The record2block Subcommand

Converts a historical record stream files into blocks. This depends on the block_times.bin file being present. It can be created by running the other commands fetchRecordsCsv, extractBlockTimes and addNewerBlockTimes in that order. It can also be validated by running the validateBlockTimes command.

This command depends on reading data from public requester pays Google Cloud buckets. To do that it needs you to be authenticated with the Google Cloud SDK. You can authenticate with gcloud auth application-default login or gcloud auth login see Google Documentation for more info.
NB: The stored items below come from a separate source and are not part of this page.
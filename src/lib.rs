// Copyright 2026 The ChromiumOS Authors
// Use of this source code is governed by a BSD-style license that can be
// found in the LICENSE file.

//! Decode sessions on the Amlogic "vdec" video decode engine.
//!
//! A `VdecCore` owns one engine: its DOS and DMC register windows, the DMA memory it may reach
//! and its canvas table. Clients open a `Session` per stream, hand it output buffers and
//! compressed access units, and receive `DecoderEvent`s as frames complete. The per-format
//! firmware protocols live in `codec`.

#[macro_use]
pub mod register_space;

pub mod buffer;
pub mod canvas;
pub mod codec;
pub mod config;
pub mod dma;
pub mod dos;
pub mod emulated;
pub mod engine;
pub mod error;
pub mod event;
pub mod firmware;
pub mod format;
pub mod mmio;
pub mod registry;
pub mod session;

pub use crate::buffer::BufferState;
pub use crate::buffer::FrameBuffer;
pub use crate::config::EngineConfig;
pub use crate::engine::IrqReturn;
pub use crate::engine::VdecCore;
pub use crate::error::Error;
pub use crate::error::Result;
pub use crate::event::DecoderEvent;
pub use crate::format::HwRevision;
pub use crate::format::PixelFormat;
pub use crate::registry::Capability;
pub use crate::session::AccessUnit;
pub use crate::session::Session;
pub use crate::session::SessionParams;
pub use crate::session::SessionState;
Usage: record2block [-s 0] [-e 100] [-j] [-c] [--min-node-account-id=3] [--max-node-account-id=34] [-d <dataDir>] [--block-times=<blockTimesFile>]

Options:

  • -s <blockNumber> or --start-block=<blockNumber>
    • The first block number to process
    • Default: 0
  • -e <blockNumber> or --end-block=<blockNumber>
    • The last block number to process
    • Default: 3001
  • -j or --json
    • also output blocks as json, useful for debugging and testing
    • Default: false
  • -c or --cache-enabled
    • Use local cache for downloaded content, saves cloud costs and bandwidth when testing
    • Default: false
  • --min-node-account-id=<minNodeAccountId>
    • the account id of the first node in the network
    • Default: 3
  • --max-node-account-id=<maxNodeAccountId>
    • the account id of the last node in the network
    • Default: 34
  • --data-dir=<dataDir>
    • the data directory for output and temporary files
    • Default: "data"
  • --block-times=<blockTimesFile>
    • Path to the block times ".bin" file.
    • Default: "data/block_times.bin"

The fetchRecordsCsv Subcommand

Download mirror node record table CSV dump from GCP bucket. The records table on mirror node has a row for every block mirror node knows about. The CSV file is huge 11GB+ in November 2024. This data is important for records to blocks conversion as we have to make sure the block number assigned for a record file matches what mirror node says as the source of truth.

This command depends on reading data from public requester pays Google Cloud buckets. To do that it needs you to be authenticated with the Google Cloud SDK. You can authenticate with gcloud auth application-default login or gcloud auth login see Google Documentation for more info.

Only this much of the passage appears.